Qui pourrait se plaindre de se voir offrir les programmes correspondant le mieux à ses goûts et ses envies ? Pourtant, force est de constater que les algorithmes ont fini par doucher ces espoirs d’accès illimité et de découverte facile.
Les algorithmes posent d’abord des questions sur le respect de la vie privée : comme pour les réseaux sociaux, ils s’appuient sur des données personnelles. Par exemple, Netflix personnalise jusqu’aux visuels des programmes qu’il fait apparaître sur la page de recherche de ses abonnés sur la base d’un enregistrement systématique de nos consommations.
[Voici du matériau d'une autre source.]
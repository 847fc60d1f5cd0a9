//! Synthetic cluster photometry drawn from the model grids.
//!
//! Used to check the fitter end to end: stars are generated at a known
//! `(feh, age)` with known masses, then fitted like real data.

use rand::prelude::*;
use rand::rngs::StdRng;
use rand_distr::Normal;

use crate::domain::ObservationSet;
use crate::error::AppError;
use crate::isochrone::GridSet;
use crate::io::observations::NOMINAL_UNCERTAINTY;

/// Lookups attempted per requested star before giving up.
const MAX_ATTEMPTS_PER_STAR: usize = 50;

#[derive(Debug, Clone, Copy, PartialEq)]
pub struct SimulationConfig {
    pub feh: f64,
    pub log_age: f64,
    pub stars: usize,
    pub sigma: f64,
    pub seed: u64,
}

impl SimulationConfig {
    pub fn new(feh: f64, log_age: f64, stars: usize, seed: u64) -> Self {
        Self {
            feh,
            log_age,
            stars,
            sigma: NOMINAL_UNCERTAINTY,
            seed,
        }
    }
}

/// Draw `config.stars` stars with log-uniform masses and Gaussian photometric noise.
///
/// Every band of the grid set is simulated. True masses are attached to the
/// result.
pub fn simulate_cluster(grids: &GridSet, config: &SimulationConfig) -> Result<ObservationSet, AppError> {
    if config.stars == 0 {
        return Err(AppError::new(2, "Star count must be > 0."));
    }
    if !(config.sigma.is_finite() && config.sigma > 0.0) {
        return Err(AppError::new(2, "Photometric sigma must be finite and > 0."));
    }
    let (feh_min, feh_max) = grids.feh_range();
    if !(feh_min..=feh_max).contains(&config.feh) {
        return Err(AppError::new(
            2,
            format!("[Fe/H] {} outside the grid range [{feh_min}, {feh_max}].", config.feh),
        ));
    }

    let isochrone = grids.nearest_grid(config.feh).isochrone(config.log_age)?;
    let (m_lo, m_hi) = (isochrone.min_mass(), isochrone.max_mass());
    if !(m_lo > 0.0 && m_hi > m_lo) {
        return Err(AppError::new(
            4,
            format!("Isochrone at log age {} has no usable mass range.", config.log_age),
        ));
    }
    let (ln_lo, ln_hi) = (m_lo.ln(), m_hi.ln());

    let mut rng = StdRng::seed_from_u64(config.seed);
    let noise = Normal::new(0.0, config.sigma)
        .map_err(|e| AppError::new(4, format!("Noise distribution error: {e}")))?;

    let n_bands = grids.bands().len();
    let mut magnitudes = vec![Vec::with_capacity(config.stars); n_bands];
    let mut masses = Vec::with_capacity(config.stars);
    let max_attempts = config.stars * MAX_ATTEMPTS_PER_STAR;
    let mut attempts = 0;

    while masses.len() < config.stars {
        if attempts >= max_attempts {
            return Err(AppError::new(
                4,
                format!(
                    "Only {} of {} stars had valid model magnitudes after {attempts} draws.",
                    masses.len(),
                    config.stars
                ),
            ));
        }
        attempts += 1;

        let mass = rng.gen_range(ln_lo..=ln_hi).exp();
        let Some(model) = (0..n_bands)
            .map(|band| grids.magnitude_at(config.log_age, mass, config.feh, band, None))
            .collect::<Option<Vec<f64>>>()
        else {
            continue;
        };
        for (column, m) in magnitudes.iter_mut().zip(model) {
            column.push(m + noise.sample(&mut rng));
        }
        masses.push(mass);
    }
    log::info!(
        "simulated {} stars at [Fe/H]={:.3}, log age={:.3} ({attempts} draws)",
        masses.len(),
        config.feh,
        config.log_age
    );

    let uncertainties = vec![vec![config.sigma; config.stars]; n_bands];
    let ids = (1..=config.stars).map(|i| format!("sim-{i:04}")).collect();
    ObservationSet::new(grids.bands().to_vec(), magnitudes, uncertainties)?
        .with_known_masses(masses)?
        .with_ids(ids)
}

#[cfg(test)]
mod tests {
    use super::*;
    use crate::isochrone::grid::fixtures::two_age_grid;

    fn grids() -> GridSet {
        GridSet::new(vec![two_age_grid(0.0, 0.0), two_age_grid(0.5, 0.2)]).unwrap()
    }

    #[test]
    fn stars_follow_the_isochrone() {
        let grids = grids();
        let config = SimulationConfig {
            sigma: 1e-6,
            ..SimulationConfig::new(0.0, 8.0, 25, 7)
        };
        let obs = simulate_cluster(&grids, &config).unwrap();
        assert_eq!(obs.star_count(), 25);
        assert_eq!(obs.bands(), grids.bands());
        let masses = obs.known_masses().unwrap();
        for (star, &mass) in masses.iter().enumerate() {
            assert!((0.5..=1.5).contains(&mass));
            let expected = grids.magnitude_at(8.0, mass, 0.0, 0, None).unwrap();
            assert!((obs.magnitude(0, star) - expected).abs() < 1e-4);
            assert_eq!(obs.uncertainty(0, star), 1e-6);
        }
        assert_eq!(obs.star_label(0), "sim-0001");
    }

    #[test]
    fn same_seed_same_cluster() {
        let grids = grids();
        let config = SimulationConfig::new(0.25, 8.5, 10, 42);
        let a = simulate_cluster(&grids, &config).unwrap();
        let b = simulate_cluster(&grids, &config).unwrap();
        assert_eq!(a, b);
    }

    #[test]
    fn rejects_bad_requests() {
        let grids = grids();
        assert_eq!(
            simulate_cluster(&grids, &SimulationConfig::new(0.0, 8.0, 0, 1))
                .unwrap_err()
                .exit_code(),
            2
        );
        assert!(simulate_cluster(&grids, &SimulationConfig::new(2.0, 8.0, 5, 1)).is_err());
        assert!(simulate_cluster(&grids, &SimulationConfig::new(0.0, 12.0, 5, 1)).is_err());
    }
}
Un algorithme trop puissant se doit d’être déloyal pour être efficace. C’est un paradoxe
Quotas de diffusion. Les algorithmes font aussi obstacle à l’un des piliers de la politique de soutien à la création européenne, les quotas de diffusion. Imagine-t-on un algorithme recommander 40 % de programmes français à chaque requête de son utilisateur ?
Ensuite, ces algorithmes enferment les spectateurs dans leurs goûts initiaux et leurs pratiques. Ces dispositifs, expliquait le CSA, « peuvent en partie déposséder les individus des choix qu’ils pourraient faire spontanément et ainsi réduire leur libre arbitre.» Le numéro deux du groupe TF1, Ara Aprikian devant la mission parlementaire d’information pour « Une nouvelle régulation de la communication audiovisuelle à l’ère numérique », rappelait fort justement que « la télévision s’adresse à tous. Elle favorise la cohésion sociale, quand les plates-formes numériques et les algorithmes sont dans une logique d’atomisation ».
Enfin, pour tout média audiovisuel, un algorithme trop puissant se doit d’être déloyal pour être efficace. C’est un paradoxe : primo, tout diffuseur qui se met à produire son propre contenu tente de convaincre ses spectateurs de le consommer en priorité. Secundo, rares sont les médias qui disposent de la profondeur du catalogue nécessaire à servir toutes les envies. En janvier 2017, le CSA avait ainsi publié un rapport sur le sujet, et l’on pouvait y lire combien ces algorithmes « portent l’empreinte des partis initialement pris par leurs développeurs. »
Cette « culture de l’algorithme », qui est une affaire de marketing, est l’une des irruptions les plus violentes de la loi de la demande dans cette économie de l’offre qu’est l’audiovisuel.